Non solo. Durante il faccia a faccia a porte chiuse di lunedì alla Casa Bianca, Trump ha de facto spinto Netanyahu a scusarsi con la leadership del Qatar per il recente attacco israeliano su Doha. Dall’altra parte, il piano del presidente americano prevede l’estromissione di Hamas dal potere a Gaza, il suo disarmo e il rilascio di tutti gli ostaggi nel giro di 72 ore. Insomma, Trump, con il suo progetto, ha mirato a bilanciare le esigenze dei Paesi arabi e quelle dello Stato ebraico: come detto, l’obiettivo finale, oltre alla pace nella Striscia, è la salvaguardia della logica alla base degli Accordi di Abramo.
Per quanto riguarda Netanyahu, il piano della Casa Bianca di fatto mette Hamas politicamente all’angolo. Avendo il progetto ottenuto l’ok dei Paesi arabi, l’organizzazione terroristica palestinese si trova adesso maggiormente isolata. Potrebbe continuare a fare affidamento sull’Iran, è vero. Ma è altrettanto vero che il regime di Teheran in questo momento risulta particolarmente debole. Inoltre, ieri Trump ha anche auspicato che esso possa aderire agli Accordi di Abramo, cercando così di coinvolgerlo nella sua strategia di ristrutturazione degli equilibri mediorientali.

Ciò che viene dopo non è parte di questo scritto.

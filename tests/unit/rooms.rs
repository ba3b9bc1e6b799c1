use serde_json::json;
use task_board::websocket::events::{
    BE_JOINED_BOARD, ClientCommand, ServerEvent, parse_client_frame, relay_event_name,
};
use task_board::websocket::manager::{RoomConnection, RoomManager};
use uuid::Uuid;

#[tokio::test]
async fn room_broadcast_skips_sender_and_outsiders() {
    let rooms = RoomManager::new();
    let board = Uuid::new_v4();
    let (alice, bob) = (Uuid::new_v4(), Uuid::new_v4());

    rooms
        .add_connection("a".to_string(), RoomConnection::new(alice, "alice".to_string()))
        .await;
    rooms
        .add_connection("b".to_string(), RoomConnection::new(bob, "bob".to_string()))
        .await;
    rooms
        .add_connection("c".to_string(), RoomConnection::new(Uuid::new_v4(), "carol".to_string()))
        .await;
    assert!(rooms.join_room("a", board).await);
    assert!(rooms.join_room("b", board).await);

    let mut rx = rooms.subscribe();
    let sent = rooms
        .broadcast_to_room(
            board,
            ServerEvent::new("BE_UPDATE_CARD", Some(board), json!({ "title": "x" })),
            Some("a"),
        )
        .await;
    assert_eq!(sent, 1);

    let delivery = rx.recv().await.unwrap();
    assert!(delivery.is_for("b"));
    assert!(!delivery.is_for("a"));
    assert!(!delivery.is_for("c"));
    assert_eq!(delivery.event.event, "BE_UPDATE_CARD");
}

#[tokio::test]
async fn online_users_follow_connections() {
    let rooms = RoomManager::new();
    let board = Uuid::new_v4();
    let user = Uuid::new_v4();

    // two tabs for the same user
    rooms
        .add_connection("tab-1".to_string(), RoomConnection::new(user, "u".to_string()))
        .await;
    rooms
        .add_connection("tab-2".to_string(), RoomConnection::new(user, "u".to_string()))
        .await;
    rooms.join_room("tab-1", board).await;
    rooms.join_room("tab-2", board).await;
    assert_eq!(rooms.room_user_ids(board).await, vec![user]);

    rooms.remove_connection("tab-1").await;
    assert_eq!(rooms.room_user_ids(board).await, vec![user]);

    rooms.remove_connection("tab-2").await;
    assert!(rooms.room_user_ids(board).await.is_empty());
    assert_eq!(rooms.stats().await.active_rooms, 0);
}

#[tokio::test]
async fn unknown_connection_cannot_join() {
    let rooms = RoomManager::new();
    assert!(!rooms.join_room("ghost", Uuid::new_v4()).await);
}

#[tokio::test]
async fn invitations_reach_every_socket_of_the_invitee() {
    let rooms = RoomManager::new();
    let invitee = Uuid::new_v4();
    rooms
        .add_connection("phone".to_string(), RoomConnection::new(invitee, "i".to_string()))
        .await;
    rooms
        .add_connection("laptop".to_string(), RoomConnection::new(invitee, "i".to_string()))
        .await;

    let mut rx = rooms.subscribe();
    let sent = rooms
        .send_to_user(invitee, ServerEvent::new("BE_USER_INVITED_TO_BOARD", None, json!({})))
        .await;
    assert_eq!(sent, 2);
    let delivery = rx.recv().await.unwrap();
    assert!(delivery.is_for("phone") && delivery.is_for("laptop"));
}

#[test]
fn frames_map_to_commands() {
    let board = Uuid::new_v4();
    let join = parse_client_frame(&json!({ "event": "FE_JOIN_BOARD", "board_id": board }).to_string());
    assert_eq!(join, Ok(ClientCommand::Join(board)));

    let relay = parse_client_frame(
        &json!({ "event": "FE_UPDATE_COLUMN", "data": { "board_id": board, "title": "Done" } })
            .to_string(),
    )
    .unwrap();
    match relay {
        ClientCommand::Relay { event, board_id, .. } => {
            assert_eq!(event, "BE_UPDATE_COLUMN");
            assert_eq!(board_id, board);
        }
        other => panic!("unexpected command {:?}", other),
    }

    assert!(parse_client_frame(&json!({ "event": "BE_JOINED_BOARD" }).to_string()).is_err());
    assert!(parse_client_frame("not json").is_err());
    assert_eq!(relay_event_name(BE_JOINED_BOARD), None);
}
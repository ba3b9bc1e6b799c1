use diesel::prelude::*;
use serde::{Deserialize, Serialize};
use uuid::Uuid;
use validator::Validate;

use crate::db::enums::UserRole;
use crate::validation::rules::{validate_display_name, validate_password_rule};

#[derive(Queryable, Selectable, Identifiable, Serialize, Clone, Debug)]
#[diesel(table_name = crate::schema::users)]
#[diesel(check_for_backend(diesel::pg::Pg))]
pub struct User {
    pub id: Uuid,
    pub email: String,
    pub username: String,
    pub display_name: String,
    #[serde(skip_serializing)]
    pub password_hash: String,
    pub avatar: Option<String>,
    #[serde(skip_serializing)]
    pub avatar_public_id: Option<String>,
    pub role: UserRole,
    pub is_active: bool,
    #[serde(skip_serializing)]
    pub verify_token: Option<String>,
    pub created_at: chrono::DateTime<chrono::Utc>,
    pub updated_at: chrono::DateTime<chrono::Utc>,
}

#[derive(Insertable)]
#[diesel(table_name = crate::schema::users)]
pub struct NewUser {
    pub email: String,
    pub username: String,
    pub display_name: String,
    pub password_hash: String,
    pub role: UserRole,
    pub is_active: bool,
    pub verify_token: Option<String>,
}

/// Public projection of a user embedded in board, invitation and card payloads.
#[derive(Serialize, Deserialize, Clone, Debug, PartialEq)]
pub struct UserInfo {
    pub id: Uuid,
    pub email: String,
    pub username: String,
    pub display_name: String,
    pub avatar: Option<String>,
}

impl From<&User> for UserInfo {
    fn from(user: &User) -> Self {
        Self {
            id: user.id,
            email: user.email.clone(),
            username: user.username.clone(),
            display_name: user.display_name.clone(),
            avatar: user.avatar.clone(),
        }
    }
}

/// Identity attached to authenticated requests; also the redis cache payload.
#[derive(Serialize, Deserialize, Clone, Debug)]
pub struct AuthUser {
    pub id: Uuid,
    pub email: String,
    pub username: String,
    pub display_name: String,
    pub avatar: Option<String>,
    pub role: UserRole,
    pub is_active: bool,
}

impl From<&User> for AuthUser {
    fn from(user: &User) -> Self {
        Self {
            id: user.id,
            email: user.email.clone(),
            username: user.username.clone(),
            display_name: user.display_name.clone(),
            avatar: user.avatar.clone(),
            role: user.role,
            is_active: user.is_active,
        }
    }
}

#[derive(Deserialize, Validate)]
pub struct RegisterRequest {
    #[validate(email(message = "Email is invalid"))]
    pub email: String,

    #[validate(custom(function = "validate_password_rule"))]
    pub password: String,
}

#[derive(Deserialize, Validate)]
pub struct VerifyAccountRequest {
    #[validate(email(message = "Email is invalid"))]
    pub email: String,

    #[validate(length(min = 1, message = "Token is required"))]
    pub token: String,
}

#[derive(Deserialize, Validate)]
pub struct LoginRequest {
    #[validate(email(message = "Email is invalid"))]
    pub email: String,

    #[validate(length(min = 1, message = "Password is required"))]
    pub password: String,
}

#[derive(Deserialize, Default)]
pub struct RefreshTokenRequest {
    pub refresh_token: Option<String>,
}

#[derive(Deserialize, Validate)]
pub struct UpdateUserRequest {
    #[validate(custom(function = "validate_display_name"))]
    pub display_name: Option<String>,

    pub current_password: Option<String>,

    #[validate(custom(function = "validate_password_rule"))]
    pub new_password: Option<String>,
}

#[derive(Serialize)]
pub struct LoginResponse {
    pub access_token: String,
    pub refresh_token: String,
    pub token_type: String,
    pub expires_in: u64,
    pub user: User,
}

#[derive(Serialize)]
pub struct RefreshTokenResponse {
    pub access_token: String,
    pub token_type: String,
    pub expires_in: u64,
}
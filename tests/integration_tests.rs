mod api;
mod unit;
mod websocket;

Ma non è tutto. Il piano offrirebbe probabilmente al premier israeliano anche copertura politica interna. Per quanto abbia espresso irritazione, l’ala destra del suo governo potrebbe alla fine accettare questo progetto. Secondo il Times of Israel, “il ministro delle Finanze Bezalel Smotrich, uno dei principali partner della coalizione del primo ministro Benjamin Netanyahu, ha criticato il piano degli Stati Uniti per porre fine alla guerra a Gaza, ma non ha dichiarato apertamente che vi si opporrà o che tenterà di silurarlo”.
Nonostante escluda l’annessione di Gaza e preveda lo stop alle operazioni militari dell’Idf, il progetto di Trump, come abbiamo visto, comporta il celere rilascio degli ostaggi da parte di Hamas e l’estromissione di quest’ultima dal potere. Il presidente americano ha anche assicurato che, qualora l’organizzazione terroristica palestinese dovesse rifiutare l’accordo, gli Stati Uniti appoggerebbero convintamente Gerusalemme nelle operazioni militari volte a distruggerla. Tutto questo potrebbe quindi garantire a Netanyahu un maggiore margine di manovra rispetto all’ala destra del suo esecutivo.